Dissolved
organic matter (DOM) plays a significant role in the
transport and transformation of pollutants in the aquatic environment.
However, the experimental characterization of DOM has been limited
mainly to bulk properties, and the molecular-level interactions among
various components of DOM remain to be fully characterized. Here,
we use molecular dynamics (MD) simulations to probe the structural
properties of model DOM systems at atomic detail. The 200 ns simulations,
validated by available experimental data, reveal processes and mechanisms
by which chemical species (cations, peptides, lipids, lignin, carbohydrates,
and some low-molecular-weight aliphatic and aromatic compounds) aggregate
to form complex DOM. The DOM aggregates are dynamic, consisting of
a hydrophobic core and amphiphilic exterior.
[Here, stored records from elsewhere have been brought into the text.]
//! Receipt service: incoming goods

use std::collections::HashMap;

use chrono::{DateTime, NaiveDate, Utc};
use serde::Deserialize;
use sqlx::{PgConnection, PgPool};
use uuid::Uuid;
use validator::Validate;

use crate::error::{AppError, AppResult};
use crate::middleware::AuthUser;
use crate::services::document::{clean_text, parse_status, requested_status, DocumentFilter};
use crate::services::ledger::DocumentRef;
use crate::services::stock;
use shared::posting::{check_quantities, plan_receipt, StockLine};
use shared::{DocumentKind, DocumentStatus, Receipt, ReceiptItem};

const KIND: DocumentKind = DocumentKind::Receipt;

#[derive(Clone)]
pub struct ReceiptService {
    db: PgPool,
}

#[derive(Debug, sqlx::FromRow)]
struct ReceiptRow {
    id: Uuid,
    number: String,
    status: String,
    warehouse_id: Uuid,
    supplier: Option<String>,
    scheduled_date: Option<NaiveDate>,
    notes: Option<String>,
    created_by: Uuid,
    validated_by: Option<Uuid>,
    validated_at: Option<DateTime<Utc>>,
    created_at: DateTime<Utc>,
    updated_at: DateTime<Utc>,
}

#[derive(Debug, sqlx::FromRow)]
struct ReceiptItemRow {
    id: Uuid,
    receipt_id: Uuid,
    product_id: Uuid,
    location_id: Uuid,
    quantity: i64,
}

impl ReceiptRow {
    fn status(&self) -> AppResult<DocumentStatus> {
        parse_status(KIND, &self.status)
    }

    fn into_receipt(self, items: Vec<ReceiptItemRow>) -> AppResult<Receipt> {
        Ok(Receipt {
            status: self.status()?,
            id: self.id,
            number: self.number,
            warehouse_id: self.warehouse_id,
            supplier: self.supplier,
            scheduled_date: self.scheduled_date,
            notes: self.notes,
            items: items
                .into_iter()
                .map(|i| ReceiptItem {
                    id: i.id,
                    product_id: i.product_id,
                    location_id: i.location_id,
                    quantity: i.quantity,
                })
                .collect(),
            created_by: self.created_by,
            validated_by: self.validated_by,
            validated_at: self.validated_at,
            created_at: self.created_at,
            updated_at: self.updated_at,
        })
    }
}

#[derive(Debug, Clone, Deserialize)]
pub struct ReceiptLineInput {
    pub product_id: Uuid,
    pub location_id: Uuid,
    pub quantity: i64,
}

#[derive(Debug, Deserialize, Validate)]
pub struct CreateReceiptInput {
    pub warehouse_id: Uuid,
    #[validate(length(max = 200, message = "Supplier must be at most 200 characters"))]
    pub supplier: Option<String>,
    pub scheduled_date: Option<NaiveDate>,
    pub notes: Option<String>,
    pub items: Vec<ReceiptLineInput>,
}

/// Partial update; `items` replaces every line when present
#[derive(Debug, Deserialize, Validate)]
pub struct UpdateReceiptInput {
    pub warehouse_id: Option<Uuid>,
    #[validate(length(max = 200, message = "Supplier must be at most 200 characters"))]
    pub supplier: Option<String>,
    pub scheduled_date: Option<NaiveDate>,
    pub notes: Option<String>,
    pub status: Option<DocumentStatus>,
    pub items: Option<Vec<ReceiptLineInput>>,
}

const RECEIPT_COLUMNS: &str = "id, number, status, warehouse_id, supplier, scheduled_date, notes, \
     created_by, validated_by, validated_at, created_at, updated_at";

async fn lock_receipt(conn: &mut PgConnection, receipt_id: Uuid) -> AppResult<ReceiptRow> {
    sqlx::query_as::<_, ReceiptRow>(&format!(
        "SELECT {RECEIPT_COLUMNS} FROM receipts WHERE id = $1 FOR UPDATE"
    ))
    .bind(receipt_id)
    .fetch_optional(&mut *conn)
    .await?
    .ok_or_else(|| AppError::NotFound("Receipt".to_string()))
}

async fn fetch_items(conn: &mut PgConnection, receipt_ids: &[Uuid]) -> AppResult<Vec<ReceiptItemRow>> {
    Ok(sqlx::query_as::<_, ReceiptItemRow>(
        r#"
        SELECT id, receipt_id, product_id, location_id, quantity
        FROM receipt_items
        WHERE receipt_id = ANY($1)
        ORDER BY receipt_id, line_no
        "#,
    )
    .bind(receipt_ids)
    .fetch_all(&mut *conn)
    .await?)
}

/// Check lines against the warehouse and catalog, then replace the stored lines
async fn write_lines(
    conn: &mut PgConnection,
    receipt_id: Uuid,
    warehouse_id: Uuid,
    lines: &[ReceiptLineInput],
) -> AppResult<()> {
    check_quantities(lines.iter().map(|l| l.quantity))?;
    stock::verify_locations(conn, warehouse_id, lines.iter().map(|l| l.location_id)).await?;
    stock::ensure_products_active(conn, lines.iter().map(|l| l.product_id)).await?;

    sqlx::query("DELETE FROM receipt_items WHERE receipt_id = $1")
        .bind(receipt_id)
        .execute(&mut *conn)
        .await?;

    for (line_no, line) in lines.iter().enumerate() {
        sqlx::query(
            r#"
            INSERT INTO receipt_items (receipt_id, line_no, product_id, location_id, quantity)
            VALUES ($1, $2, $3, $4, $5)
            "#,
        )
        .bind(receipt_id)
        .bind(line_no as i32)
        .bind(line.product_id)
        .bind(line.location_id)
        .bind(line.quantity)
        .execute(&mut *conn)
        .await?;
    }
    Ok(())
}

impl ReceiptService {
    pub fn new(db: PgPool) -> Self {
        Self { db }
    }

    pub async fn create(&self, user: &AuthUser, input: CreateReceiptInput) -> AppResult<Receipt> {
        input.validate()?;
        user.ensure_warehouse(input.warehouse_id)?;

        let mut tx = self.db.begin().await?;
        stock::ensure_warehouse_active(&mut tx, input.warehouse_id).await?;

        let number = stock::next_document_number(&mut tx, KIND).await?;
        let receipt_id = sqlx::query_scalar::<_, Uuid>(
            r#"
            INSERT INTO receipts (number, warehouse_id, supplier, scheduled_date, notes, created_by)
            VALUES ($1, $2, $3, $4, $5, $6)
            RETURNING id
            "#,
        )
        .bind(&number)
        .bind(input.warehouse_id)
        .bind(clean_text(input.supplier))
        .bind(input.scheduled_date)
        .bind(clean_text(input.notes))
        .bind(user.user_id)
        .fetch_one(&mut *tx)
        .await?;

        write_lines(&mut tx, receipt_id, input.warehouse_id, &input.items).await?;

        tx.commit().await?;

        tracing::info!(receipt = %number, lines = input.items.len(), "Receipt created");
        self.get(user, receipt_id).await
    }

    pub async fn list(&self, user: &AuthUser, filter: DocumentFilter) -> AppResult<Vec<Receipt>> {
        let warehouse_id = filter.warehouse_for(user)?;

        let rows = sqlx::query_as::<_, ReceiptRow>(&format!(
            r#"
            SELECT {RECEIPT_COLUMNS} FROM receipts
            WHERE ($1::text IS NULL OR status = $1)
              AND ($2::uuid IS NULL OR warehouse_id = $2)
            ORDER BY created_at DESC
            "#
        ))
        .bind(filter.status_str())
        .bind(warehouse_id)
        .fetch_all(&self.db)
        .await?;

        let mut conn = self.db.acquire().await?;
        let ids: Vec<Uuid> = rows.iter().map(|r| r.id).collect();
        let mut items: HashMap<Uuid, Vec<ReceiptItemRow>> = HashMap::new();
        for item in fetch_items(&mut conn, &ids).await? {
            items.entry(item.receipt_id).or_default().push(item);
        }

        rows.into_iter()
            .map(|row| {
                let lines = items.remove(&row.id).unwrap_or_default();
                row.into_receipt(lines)
            })
            .collect()
    }

    pub async fn get(&self, user: &AuthUser, receipt_id: Uuid) -> AppResult<Receipt> {
        let row = sqlx::query_as::<_, ReceiptRow>(&format!(
            "SELECT {RECEIPT_COLUMNS} FROM receipts WHERE id = $1"
        ))
        .bind(receipt_id)
        .fetch_optional(&self.db)
        .await?
        .ok_or_else(|| AppError::NotFound("Receipt".to_string()))?;

        user.ensure_warehouse(row.warehouse_id)?;

        let mut conn = self.db.acquire().await?;
        let items = fetch_items(&mut conn, &[receipt_id]).await?;
        row.into_receipt(items)
    }

    pub async fn update(
        &self,
        user: &AuthUser,
        receipt_id: Uuid,
        input: UpdateReceiptInput,
    ) -> AppResult<Receipt> {
        input.validate()?;

        let mut tx = self.db.begin().await?;
        let current = lock_receipt(&mut tx, receipt_id).await?;
        user.ensure_warehouse(current.warehouse_id)?;

        let status = current.status()?;
        KIND.ensure_editable(status)?;
        let next_status = requested_status(KIND, status, input.status)?;

        let warehouse_id = input.warehouse_id.unwrap_or(current.warehouse_id);
        if warehouse_id != current.warehouse_id {
            user.ensure_warehouse(warehouse_id)?;
            stock::ensure_warehouse_active(&mut tx, warehouse_id).await?;
        }

        match &input.items {
            Some(lines) => write_lines(&mut tx, receipt_id, warehouse_id, lines).await?,
            None if warehouse_id != current.warehouse_id => {
                // existing lines must still belong to the new warehouse
                let items = fetch_items(&mut tx, &[receipt_id]).await?;
                stock::verify_locations(&mut tx, warehouse_id, items.iter().map(|i| i.location_id))
                    .await?;
            }
            None => {}
        }

        sqlx::query(
            r#"
            UPDATE receipts SET
                warehouse_id = $2,
                supplier = COALESCE($3, supplier),
                scheduled_date = COALESCE($4, scheduled_date),
                notes = COALESCE($5, notes),
                status = $6,
                updated_at = NOW()
            WHERE id = $1
            "#,
        )
        .bind(receipt_id)
        .bind(warehouse_id)
        .bind(clean_text(input.supplier))
        .bind(input.scheduled_date)
        .bind(clean_text(input.notes))
        .bind(next_status.as_str())
        .execute(&mut *tx)
        .await?;

        tx.commit().await?;

        tracing::debug!(receipt = %current.number, status = %next_status, "Receipt updated");
        self.get(user, receipt_id).await
    }

    /// Post every line into stock and mark the receipt done
    pub async fn validate(&self, user: &AuthUser, receipt_id: Uuid) -> AppResult<Receipt> {
        let mut tx = self.db.begin().await?;

        let header = lock_receipt(&mut tx, receipt_id).await?;
        user.ensure_warehouse(header.warehouse_id)?;
        KIND.transition(header.status()?, DocumentStatus::Done)?;

        stock::ensure_warehouse_active(&mut tx, header.warehouse_id).await?;
        let items = fetch_items(&mut tx, &[receipt_id]).await?;
        stock::verify_locations(&mut tx, header.warehouse_id, items.iter().map(|i| i.location_id))
            .await?;

        let lines: Vec<StockLine> = items
            .iter()
            .map(|i| StockLine {
                product_id: i.product_id,
                location_id: i.location_id,
                quantity: i.quantity,
            })
            .collect();

        let mut book = stock::lock_products(&mut tx, lines.iter().map(|l| l.product_id)).await?;
        let postings = plan_receipt(header.warehouse_id, &lines, &mut book)?;

        let document = DocumentRef {
            kind: KIND,
            id: header.id,
            number: header.number.clone(),
        };
        stock::record_postings(&mut tx, &book, &document, user.user_id, &postings).await?;

        sqlx::query(
            r#"
            UPDATE receipts
            SET status = 'done', validated_by = $2, validated_at = NOW(), updated_at = NOW()
            WHERE id = $1
            "#,
        )
        .bind(receipt_id)
        .bind(user.user_id)
        .execute(&mut *tx)
        .await?;

        tx.commit().await?;

        tracing::info!(
            receipt = %header.number,
            lines = lines.len(),
            postings = postings.len(),
            "Receipt validated"
        );
        self.get(user, receipt_id).await
    }

    /// Cancel without touching stock
    pub async fn cancel(&self, user: &AuthUser, receipt_id: Uuid) -> AppResult<Receipt> {
        let mut tx = self.db.begin().await?;

        let header = lock_receipt(&mut tx, receipt_id).await?;
        user.ensure_warehouse(header.warehouse_id)?;
        KIND.transition(header.status()?, DocumentStatus::Canceled)?;

        sqlx::query("UPDATE receipts SET status = 'canceled', updated_at = NOW() WHERE id = $1")
            .bind(receipt_id)
            .execute(&mut *tx)
            .await?;

        tx.commit().await?;

        tracing::info!(receipt = %header.number, "Receipt canceled");
        self.get(user, receipt_id).await
    }
}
The lipid tails and other
hydrophobic fragments form the core, with hydrophilic and amphiphilic
groups exposed to water, making DOM accessible to both polar and nonpolar
species. Thus, the lipid component acts as a nucleator, whereas cations
(especially Ca2+) connect the molecular fragments on the
surface by coordinating with the O-containing functional groups of
DOM. The structural details revealed here provide new insights including
surface accessible atoms, overall assemblage, and interactions among
the molecules of DOM for understanding the kinetics and mechanisms
through which DOM interacts with metal and other contaminants.